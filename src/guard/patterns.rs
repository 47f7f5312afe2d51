//! Declarative pattern tables shared by the guard stages and the plan analyzer.
//!
//! Every table is a list of `{category, term, matcher}` declarations compiled
//! once into an immutable [`PatternTable`]. Evaluation is uniform: the first
//! entry in declaration order that matches wins, regardless of where in the
//! input the match occurs.

use regex::{Regex, RegexBuilder};
use std::sync::LazyLock;

/// What a pattern guards against (or recognizes).
#[derive(Debug, Clone, Copy, PartialEq, Eq)]
pub enum Category {
    /// Competitor brand named in a question
    CompetitorBrand,
    /// Statement that mutates data or schema
    MutatingKeyword,
    /// Administrative/privileged statement
    AdministrativeKeyword,
    /// Statement opener for a pure read
    ReadOnlyMarker,
    /// Sort clause in query text
    SortClause,
}

/// How a term is matched against text. All matchers are case-insensitive.
#[derive(Debug, Clone, Copy, PartialEq, Eq)]
pub enum Matcher {
    /// Term appears anywhere, even inside a longer word
    Substring,
    /// Term appears as a standalone word; inner spaces match any whitespace run
    Word,
    /// Trimmed text begins with the term as a whole word
    Leading,
}

/// Single table declaration.
#[derive(Debug, Clone, Copy)]
pub struct PatternDecl {
    pub category: Category,
    pub term: &'static str,
    pub matcher: Matcher,
}

const fn decl(category: Category, term: &'static str, matcher: Matcher) -> PatternDecl {
    PatternDecl { category, term, matcher }
}

/// Result of a table lookup.
#[derive(Debug, Clone, Copy, PartialEq, Eq)]
pub struct PatternMatch {
    pub category: Category,
    pub term: &'static str,
}

#[derive(Debug)]
enum Compiled {
    Substring(String),
    Regex(Regex),
}

#[derive(Debug)]
struct Entry {
    decl: PatternDecl,
    compiled: Compiled,
}

impl Entry {
    fn compile(decl: PatternDecl) -> Self {
        let escaped = regex::escape(decl.term).replace(' ', r"\s+");
        let compiled = match decl.matcher {
            Matcher::Substring => Compiled::Substring(decl.term.to_lowercase()),
            Matcher::Word => Compiled::Regex(build_regex(&format!(r"\b{}\b", escaped))),
            Matcher::Leading => Compiled::Regex(build_regex(&format!(r"^\s*{}\b", escaped))),
        };
        Self { decl, compiled }
    }

    fn is_match(&self, text: &str, lowered: &str) -> bool {
        match &self.compiled {
            Compiled::Substring(term) => lowered.contains(term.as_str()),
            Compiled::Regex(re) => re.is_match(text),
        }
    }
}

fn build_regex(pattern: &str) -> Regex {
    RegexBuilder::new(pattern)
        .case_insensitive(true)
        .build()
        .expect("pattern terms are escaped and always form a valid regex")
}

/// Immutable compiled table.
#[derive(Debug)]
pub struct PatternTable {
    entries: Vec<Entry>,
}

impl PatternTable {
    /// Compile declarations, preserving their order.
    pub fn compile(decls: &[PatternDecl]) -> Self {
        Self {
            entries: decls.iter().copied().map(Entry::compile).collect(),
        }
    }

    /// First declared entry that matches `text`.
    pub fn first_match(&self, text: &str) -> Option<PatternMatch> {
        let lowered = text.to_lowercase();
        self.entries
            .iter()
            .find(|entry| entry.is_match(text, &lowered))
            .map(|entry| PatternMatch {
                category: entry.decl.category,
                term: entry.decl.term,
            })
    }

    pub fn is_match(&self, text: &str) -> bool {
        self.first_match(text).is_some()
    }

    /// Declared terms, in order.
    pub fn terms(&self) -> impl Iterator<Item = &'static str> + '_ {
        self.entries.iter().map(|e| e.decl.term)
    }

    pub fn len(&self) -> usize {
        self.entries.len()
    }

    pub fn is_empty(&self) -> bool {
        self.entries.is_empty()
    }
}

use Category::*;
use Matcher::*;

const COMPETITOR_DECLS: &[PatternDecl] = &[
    decl(CompetitorBrand, "mcdonald", Substring),
    decl(CompetitorBrand, "mcdonalds", Substring),
    decl(CompetitorBrand, "kfc", Substring),
    decl(CompetitorBrand, "spur", Substring),
    decl(CompetitorBrand, "nando", Substring),
    decl(CompetitorBrand, "nandos", Substring),
    decl(CompetitorBrand, "wimpy", Substring),
    decl(CompetitorBrand, "steers", Substring),
    decl(CompetitorBrand, "burger king", Substring),
    decl(CompetitorBrand, "ocean basket", Substring),
    decl(CompetitorBrand, "pizza hut", Substring),
    decl(CompetitorBrand, "dominos", Substring),
    decl(CompetitorBrand, "debonairs", Substring),
    decl(CompetitorBrand, "roman's pizza", Substring),
    decl(CompetitorBrand, "fishaways", Substring),
    decl(CompetitorBrand, "vida", Substring),
    decl(CompetitorBrand, "mugg & bean", Substring),
    decl(CompetitorBrand, "seattle coffee", Substring),
];

const BLOCKED_KEYWORD_DECLS: &[PatternDecl] = &[
    decl(MutatingKeyword, "INSERT", Word),
    decl(MutatingKeyword, "UPDATE", Word),
    decl(MutatingKeyword, "DELETE", Word),
    decl(MutatingKeyword, "DROP", Word),
    decl(MutatingKeyword, "ALTER", Word),
    decl(MutatingKeyword, "CREATE", Word),
    decl(MutatingKeyword, "TRUNCATE", Word),
    decl(AdministrativeKeyword, "EXEC", Word),
    decl(AdministrativeKeyword, "EXECUTE", Word),
    decl(AdministrativeKeyword, "GRANT", Word),
    decl(AdministrativeKeyword, "REVOKE", Word),
    decl(AdministrativeKeyword, "ATTACH", Word),
    decl(AdministrativeKeyword, "DETACH", Word),
    decl(AdministrativeKeyword, "PRAGMA", Word),
    decl(AdministrativeKeyword, "VACUUM", Word),
    decl(AdministrativeKeyword, "REINDEX", Word),
];

const READ_ONLY_MARKER_DECLS: &[PatternDecl] = &[
    decl(ReadOnlyMarker, "SELECT", Leading),
    decl(ReadOnlyMarker, "WITH", Leading),
];

const SORT_CLAUSE_DECLS: &[PatternDecl] = &[decl(SortClause, "ORDER BY", Word)];

/// Competitor brands that may not be discussed.
pub static COMPETITORS: LazyLock<PatternTable> =
    LazyLock::new(|| PatternTable::compile(COMPETITOR_DECLS));

/// Mutating and administrative SQL keywords.
pub static BLOCKED_KEYWORDS: LazyLock<PatternTable> =
    LazyLock::new(|| PatternTable::compile(BLOCKED_KEYWORD_DECLS));

/// Accepted statement openers.
pub static READ_ONLY_MARKERS: LazyLock<PatternTable> =
    LazyLock::new(|| PatternTable::compile(READ_ONLY_MARKER_DECLS));

/// Sort clauses inspected by the plan analyzer.
pub static SORT_CLAUSES: LazyLock<PatternTable> =
    LazyLock::new(|| PatternTable::compile(SORT_CLAUSE_DECLS));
****
**ASSIGNED TASK:**
Nothing but the exact lines from the start of the material through the line holding "use std::sync::LazyLock;", both included, belongs in the answer.

**EXPECTED ANSWER:**
filename src/guard/patterns.rs
repository 47f7f5312afe2d51
//! Declarative pattern tables shared by the guard stages and the plan analyzer.
//!
//! Every table is a list of `{category, term, matcher}` declarations compiled
//! once into an immutable [`PatternTable`]. Evaluation is uniform: the first
//! entry in declaration order that matches wins, regardless of where in the
//! input the match occurs.

use regex::{Regex, RegexBuilder};
use std::sync::LazyLock;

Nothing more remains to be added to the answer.